# Problem description:
Your task is to filter the entries and copy every line containing the string "mpsc".
Provided data Start Marker
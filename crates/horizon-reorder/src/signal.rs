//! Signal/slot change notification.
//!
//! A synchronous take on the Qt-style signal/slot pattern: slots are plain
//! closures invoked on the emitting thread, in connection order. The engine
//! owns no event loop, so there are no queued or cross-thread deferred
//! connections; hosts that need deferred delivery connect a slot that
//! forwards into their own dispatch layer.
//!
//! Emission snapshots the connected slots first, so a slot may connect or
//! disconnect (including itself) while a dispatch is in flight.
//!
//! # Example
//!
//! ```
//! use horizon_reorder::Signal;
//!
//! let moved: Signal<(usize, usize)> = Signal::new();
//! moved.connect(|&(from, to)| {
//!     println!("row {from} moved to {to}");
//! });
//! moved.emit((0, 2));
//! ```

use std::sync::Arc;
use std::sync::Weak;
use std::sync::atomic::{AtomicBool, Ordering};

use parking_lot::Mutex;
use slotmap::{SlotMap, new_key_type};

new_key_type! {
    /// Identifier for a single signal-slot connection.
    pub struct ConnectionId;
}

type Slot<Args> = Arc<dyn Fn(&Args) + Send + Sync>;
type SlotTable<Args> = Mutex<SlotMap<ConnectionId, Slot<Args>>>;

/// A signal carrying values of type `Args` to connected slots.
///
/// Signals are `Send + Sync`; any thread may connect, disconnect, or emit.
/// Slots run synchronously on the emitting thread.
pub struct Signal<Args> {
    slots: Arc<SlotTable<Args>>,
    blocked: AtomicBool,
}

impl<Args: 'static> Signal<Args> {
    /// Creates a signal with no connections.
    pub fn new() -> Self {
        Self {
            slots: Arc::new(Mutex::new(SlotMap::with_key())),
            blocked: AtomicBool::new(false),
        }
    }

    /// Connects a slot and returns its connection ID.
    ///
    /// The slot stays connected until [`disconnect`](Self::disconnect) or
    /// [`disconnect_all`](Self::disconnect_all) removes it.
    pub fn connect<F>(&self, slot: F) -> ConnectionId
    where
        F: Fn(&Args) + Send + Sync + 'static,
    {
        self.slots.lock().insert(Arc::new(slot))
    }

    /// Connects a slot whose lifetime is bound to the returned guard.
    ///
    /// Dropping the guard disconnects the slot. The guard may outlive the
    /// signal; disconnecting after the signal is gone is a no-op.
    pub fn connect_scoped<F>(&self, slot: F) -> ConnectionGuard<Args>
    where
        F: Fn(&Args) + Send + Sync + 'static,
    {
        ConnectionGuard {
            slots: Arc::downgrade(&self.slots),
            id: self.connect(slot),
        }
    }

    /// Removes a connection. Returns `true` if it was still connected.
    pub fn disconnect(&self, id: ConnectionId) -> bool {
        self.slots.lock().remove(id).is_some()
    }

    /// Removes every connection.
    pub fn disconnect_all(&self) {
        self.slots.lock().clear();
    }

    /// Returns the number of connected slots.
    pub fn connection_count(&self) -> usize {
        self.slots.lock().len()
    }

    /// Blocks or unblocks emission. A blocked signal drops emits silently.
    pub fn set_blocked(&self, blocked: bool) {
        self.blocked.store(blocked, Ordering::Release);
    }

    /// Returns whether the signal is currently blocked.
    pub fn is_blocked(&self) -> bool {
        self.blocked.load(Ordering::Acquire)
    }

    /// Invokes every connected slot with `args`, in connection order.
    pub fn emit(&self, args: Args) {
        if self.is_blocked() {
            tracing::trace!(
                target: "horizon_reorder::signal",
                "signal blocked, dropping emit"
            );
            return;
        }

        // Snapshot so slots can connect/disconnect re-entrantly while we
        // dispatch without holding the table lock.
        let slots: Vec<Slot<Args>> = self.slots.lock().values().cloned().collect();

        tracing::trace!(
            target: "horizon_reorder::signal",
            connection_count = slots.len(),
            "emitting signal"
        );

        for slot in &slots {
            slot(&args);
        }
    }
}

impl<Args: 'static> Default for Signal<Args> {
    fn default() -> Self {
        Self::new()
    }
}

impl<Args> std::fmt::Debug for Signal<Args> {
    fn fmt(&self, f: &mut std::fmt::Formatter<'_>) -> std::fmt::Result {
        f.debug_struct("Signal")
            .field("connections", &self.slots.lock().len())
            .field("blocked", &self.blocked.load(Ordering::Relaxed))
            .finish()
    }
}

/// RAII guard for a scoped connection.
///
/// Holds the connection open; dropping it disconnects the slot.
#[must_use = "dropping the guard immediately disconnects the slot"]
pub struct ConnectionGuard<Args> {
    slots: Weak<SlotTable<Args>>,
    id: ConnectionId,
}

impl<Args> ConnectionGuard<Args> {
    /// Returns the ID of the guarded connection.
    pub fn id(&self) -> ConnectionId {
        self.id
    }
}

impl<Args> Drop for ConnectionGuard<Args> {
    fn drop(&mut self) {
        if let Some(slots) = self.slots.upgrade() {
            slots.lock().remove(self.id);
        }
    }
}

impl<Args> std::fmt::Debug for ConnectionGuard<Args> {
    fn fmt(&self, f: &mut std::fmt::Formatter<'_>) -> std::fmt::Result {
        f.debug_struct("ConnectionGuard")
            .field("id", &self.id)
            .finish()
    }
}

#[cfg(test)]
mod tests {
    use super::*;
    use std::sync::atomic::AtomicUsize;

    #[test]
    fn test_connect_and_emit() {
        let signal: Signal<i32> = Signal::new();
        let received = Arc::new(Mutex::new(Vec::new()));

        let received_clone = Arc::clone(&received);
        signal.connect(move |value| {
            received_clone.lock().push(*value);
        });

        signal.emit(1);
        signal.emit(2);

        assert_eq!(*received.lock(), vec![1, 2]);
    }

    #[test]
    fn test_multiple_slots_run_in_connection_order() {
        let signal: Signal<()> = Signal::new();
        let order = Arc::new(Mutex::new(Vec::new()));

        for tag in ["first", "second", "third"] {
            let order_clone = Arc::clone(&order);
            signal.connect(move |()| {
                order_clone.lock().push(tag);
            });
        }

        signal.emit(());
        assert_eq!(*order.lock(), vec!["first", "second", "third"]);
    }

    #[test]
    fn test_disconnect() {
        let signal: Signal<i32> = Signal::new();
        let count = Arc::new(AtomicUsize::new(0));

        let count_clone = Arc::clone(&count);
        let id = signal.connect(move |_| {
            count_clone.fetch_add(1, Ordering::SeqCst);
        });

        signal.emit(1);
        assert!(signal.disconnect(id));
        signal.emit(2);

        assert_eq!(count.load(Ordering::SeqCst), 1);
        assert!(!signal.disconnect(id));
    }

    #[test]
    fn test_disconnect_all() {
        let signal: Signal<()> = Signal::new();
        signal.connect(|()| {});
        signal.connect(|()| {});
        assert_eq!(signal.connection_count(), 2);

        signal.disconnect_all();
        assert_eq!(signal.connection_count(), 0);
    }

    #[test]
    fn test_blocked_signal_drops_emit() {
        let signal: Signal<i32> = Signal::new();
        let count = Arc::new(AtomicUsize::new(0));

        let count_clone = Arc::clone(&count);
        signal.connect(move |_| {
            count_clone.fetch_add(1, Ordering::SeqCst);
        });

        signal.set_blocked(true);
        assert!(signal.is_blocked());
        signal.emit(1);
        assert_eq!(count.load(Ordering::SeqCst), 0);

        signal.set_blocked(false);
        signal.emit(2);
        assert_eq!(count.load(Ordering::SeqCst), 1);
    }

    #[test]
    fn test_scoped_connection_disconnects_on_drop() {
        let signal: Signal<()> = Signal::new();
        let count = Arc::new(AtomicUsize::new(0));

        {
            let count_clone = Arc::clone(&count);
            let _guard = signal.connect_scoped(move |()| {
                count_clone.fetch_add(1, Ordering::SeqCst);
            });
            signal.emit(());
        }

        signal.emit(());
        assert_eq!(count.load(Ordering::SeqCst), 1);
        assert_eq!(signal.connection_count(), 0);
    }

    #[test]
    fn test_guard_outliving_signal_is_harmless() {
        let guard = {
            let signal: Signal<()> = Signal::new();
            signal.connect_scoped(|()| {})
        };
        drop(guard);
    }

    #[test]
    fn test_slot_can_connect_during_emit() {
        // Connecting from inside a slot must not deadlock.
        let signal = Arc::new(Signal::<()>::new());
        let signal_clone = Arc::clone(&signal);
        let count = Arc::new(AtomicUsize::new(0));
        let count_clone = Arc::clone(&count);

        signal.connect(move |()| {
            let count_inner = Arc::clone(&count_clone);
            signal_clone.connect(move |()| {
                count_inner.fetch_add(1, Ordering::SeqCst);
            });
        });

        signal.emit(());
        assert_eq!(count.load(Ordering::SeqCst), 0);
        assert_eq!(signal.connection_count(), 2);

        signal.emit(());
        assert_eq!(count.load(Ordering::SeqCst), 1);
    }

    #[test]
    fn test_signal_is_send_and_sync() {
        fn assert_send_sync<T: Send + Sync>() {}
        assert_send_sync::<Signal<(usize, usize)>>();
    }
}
Provided data End Marker
Provided data Start Marker
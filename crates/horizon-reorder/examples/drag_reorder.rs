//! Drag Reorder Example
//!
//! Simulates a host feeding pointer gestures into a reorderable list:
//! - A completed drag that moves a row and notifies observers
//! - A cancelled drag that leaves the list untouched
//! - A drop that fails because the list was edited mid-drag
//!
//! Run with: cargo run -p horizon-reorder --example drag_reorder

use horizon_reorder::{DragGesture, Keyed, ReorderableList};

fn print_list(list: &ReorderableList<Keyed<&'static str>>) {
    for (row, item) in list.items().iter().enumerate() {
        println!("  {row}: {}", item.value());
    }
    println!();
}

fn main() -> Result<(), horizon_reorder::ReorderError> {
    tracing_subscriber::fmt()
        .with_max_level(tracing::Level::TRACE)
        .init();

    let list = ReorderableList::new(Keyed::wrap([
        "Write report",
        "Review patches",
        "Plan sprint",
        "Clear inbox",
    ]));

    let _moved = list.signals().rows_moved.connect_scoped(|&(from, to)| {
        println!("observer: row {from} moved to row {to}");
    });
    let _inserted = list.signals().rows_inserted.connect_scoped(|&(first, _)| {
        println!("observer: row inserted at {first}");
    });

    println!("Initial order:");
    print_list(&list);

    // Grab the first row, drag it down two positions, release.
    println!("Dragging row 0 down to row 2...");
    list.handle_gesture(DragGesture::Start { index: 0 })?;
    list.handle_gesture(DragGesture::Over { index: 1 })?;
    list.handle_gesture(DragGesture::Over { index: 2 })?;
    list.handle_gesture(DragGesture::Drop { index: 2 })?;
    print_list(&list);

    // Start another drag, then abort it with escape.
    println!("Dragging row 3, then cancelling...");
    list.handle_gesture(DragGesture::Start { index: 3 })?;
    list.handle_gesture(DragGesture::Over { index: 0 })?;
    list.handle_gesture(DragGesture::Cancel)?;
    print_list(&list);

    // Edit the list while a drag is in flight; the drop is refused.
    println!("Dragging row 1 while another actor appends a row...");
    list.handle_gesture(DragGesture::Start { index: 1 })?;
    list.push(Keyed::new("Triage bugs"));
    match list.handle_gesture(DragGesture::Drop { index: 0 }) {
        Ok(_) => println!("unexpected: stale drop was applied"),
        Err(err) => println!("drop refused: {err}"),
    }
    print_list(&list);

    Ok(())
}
Provided data End Marker
Provided data Start Marker
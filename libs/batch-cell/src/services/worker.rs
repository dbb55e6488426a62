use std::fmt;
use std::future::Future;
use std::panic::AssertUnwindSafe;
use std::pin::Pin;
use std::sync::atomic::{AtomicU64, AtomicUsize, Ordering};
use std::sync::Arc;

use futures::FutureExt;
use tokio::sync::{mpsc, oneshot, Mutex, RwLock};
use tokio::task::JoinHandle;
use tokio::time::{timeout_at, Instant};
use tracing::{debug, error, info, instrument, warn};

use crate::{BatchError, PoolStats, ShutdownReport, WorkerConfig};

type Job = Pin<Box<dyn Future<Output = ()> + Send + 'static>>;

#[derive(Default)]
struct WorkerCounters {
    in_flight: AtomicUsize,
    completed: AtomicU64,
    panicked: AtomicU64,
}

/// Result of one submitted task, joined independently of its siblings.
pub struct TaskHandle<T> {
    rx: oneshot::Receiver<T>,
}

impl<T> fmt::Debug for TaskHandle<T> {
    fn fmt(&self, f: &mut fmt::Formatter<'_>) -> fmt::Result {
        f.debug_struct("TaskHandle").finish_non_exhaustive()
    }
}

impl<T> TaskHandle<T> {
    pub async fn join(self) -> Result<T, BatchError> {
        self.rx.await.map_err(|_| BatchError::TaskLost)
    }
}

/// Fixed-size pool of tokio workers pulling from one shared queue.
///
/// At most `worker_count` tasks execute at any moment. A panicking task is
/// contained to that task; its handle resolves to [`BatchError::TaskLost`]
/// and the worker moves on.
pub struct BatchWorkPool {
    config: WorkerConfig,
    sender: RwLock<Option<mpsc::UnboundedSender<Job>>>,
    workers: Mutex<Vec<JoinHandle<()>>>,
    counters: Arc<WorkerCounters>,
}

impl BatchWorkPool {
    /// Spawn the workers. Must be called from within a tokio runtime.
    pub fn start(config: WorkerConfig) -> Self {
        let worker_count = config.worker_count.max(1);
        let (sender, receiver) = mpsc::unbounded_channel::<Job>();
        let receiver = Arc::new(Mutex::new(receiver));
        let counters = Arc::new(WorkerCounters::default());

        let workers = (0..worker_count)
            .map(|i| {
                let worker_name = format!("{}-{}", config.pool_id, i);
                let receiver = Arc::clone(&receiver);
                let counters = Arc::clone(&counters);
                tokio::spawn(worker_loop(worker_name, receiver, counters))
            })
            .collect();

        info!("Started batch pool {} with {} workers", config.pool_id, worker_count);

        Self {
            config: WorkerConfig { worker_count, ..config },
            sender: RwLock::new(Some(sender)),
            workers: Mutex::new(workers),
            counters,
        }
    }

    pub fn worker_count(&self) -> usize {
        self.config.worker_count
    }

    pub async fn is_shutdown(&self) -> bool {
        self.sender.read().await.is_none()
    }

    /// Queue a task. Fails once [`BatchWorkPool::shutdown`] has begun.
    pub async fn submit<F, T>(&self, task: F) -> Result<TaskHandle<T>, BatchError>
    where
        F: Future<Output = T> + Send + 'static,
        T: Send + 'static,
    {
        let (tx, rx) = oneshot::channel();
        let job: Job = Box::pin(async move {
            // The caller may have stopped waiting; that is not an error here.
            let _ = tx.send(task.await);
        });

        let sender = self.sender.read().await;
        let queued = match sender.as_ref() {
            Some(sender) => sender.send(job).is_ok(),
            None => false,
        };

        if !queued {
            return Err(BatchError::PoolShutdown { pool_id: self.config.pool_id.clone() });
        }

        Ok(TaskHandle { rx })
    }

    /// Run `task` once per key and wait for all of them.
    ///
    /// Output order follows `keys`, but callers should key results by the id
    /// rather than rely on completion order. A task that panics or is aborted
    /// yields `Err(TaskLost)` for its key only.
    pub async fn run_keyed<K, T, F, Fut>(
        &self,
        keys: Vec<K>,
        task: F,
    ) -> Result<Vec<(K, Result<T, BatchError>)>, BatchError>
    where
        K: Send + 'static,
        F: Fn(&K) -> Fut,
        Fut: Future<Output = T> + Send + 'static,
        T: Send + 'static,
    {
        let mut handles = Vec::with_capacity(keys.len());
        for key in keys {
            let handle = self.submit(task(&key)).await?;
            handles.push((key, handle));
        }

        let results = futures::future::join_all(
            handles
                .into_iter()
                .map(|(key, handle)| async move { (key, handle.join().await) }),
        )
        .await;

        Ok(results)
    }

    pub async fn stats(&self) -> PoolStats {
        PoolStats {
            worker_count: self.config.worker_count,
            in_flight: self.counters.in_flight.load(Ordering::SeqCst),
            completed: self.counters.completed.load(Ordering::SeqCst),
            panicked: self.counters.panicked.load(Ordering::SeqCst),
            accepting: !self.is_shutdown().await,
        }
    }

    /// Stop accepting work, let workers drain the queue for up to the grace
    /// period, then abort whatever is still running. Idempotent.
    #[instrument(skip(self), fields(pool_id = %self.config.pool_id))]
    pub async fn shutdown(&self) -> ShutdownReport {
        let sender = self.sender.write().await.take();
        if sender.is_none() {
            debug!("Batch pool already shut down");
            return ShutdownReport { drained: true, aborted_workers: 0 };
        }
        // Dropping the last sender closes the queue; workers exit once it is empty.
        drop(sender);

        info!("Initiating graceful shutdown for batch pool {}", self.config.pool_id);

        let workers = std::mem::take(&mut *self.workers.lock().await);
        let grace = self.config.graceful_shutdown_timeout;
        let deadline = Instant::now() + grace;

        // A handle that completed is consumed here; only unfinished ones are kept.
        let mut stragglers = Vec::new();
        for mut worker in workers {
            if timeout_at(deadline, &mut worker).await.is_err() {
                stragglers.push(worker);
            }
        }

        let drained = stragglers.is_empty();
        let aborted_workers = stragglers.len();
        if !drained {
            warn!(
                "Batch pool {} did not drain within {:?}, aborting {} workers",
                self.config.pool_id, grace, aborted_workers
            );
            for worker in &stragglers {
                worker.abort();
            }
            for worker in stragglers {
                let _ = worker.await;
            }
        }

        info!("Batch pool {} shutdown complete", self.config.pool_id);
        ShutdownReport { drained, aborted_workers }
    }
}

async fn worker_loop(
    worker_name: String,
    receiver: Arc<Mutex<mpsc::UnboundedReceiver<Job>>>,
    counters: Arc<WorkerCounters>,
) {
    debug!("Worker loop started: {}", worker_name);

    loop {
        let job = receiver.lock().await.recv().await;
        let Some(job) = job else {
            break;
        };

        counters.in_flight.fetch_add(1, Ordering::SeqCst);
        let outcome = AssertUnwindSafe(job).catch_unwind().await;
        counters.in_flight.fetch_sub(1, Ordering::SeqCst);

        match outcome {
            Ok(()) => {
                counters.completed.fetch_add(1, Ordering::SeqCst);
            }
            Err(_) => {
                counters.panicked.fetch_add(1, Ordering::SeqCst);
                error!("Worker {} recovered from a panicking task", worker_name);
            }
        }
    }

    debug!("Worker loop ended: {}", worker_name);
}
Provided data End Marker
# Exercise response:
use tokio::sync::{mpsc, oneshot, Mutex, RwLock};
    sender: RwLock<Option<mpsc::UnboundedSender<Job>>>,
        let (sender, receiver) = mpsc::unbounded_channel::<Job>();
    receiver: Arc<Mutex<mpsc::UnboundedReceiver<Job>>>,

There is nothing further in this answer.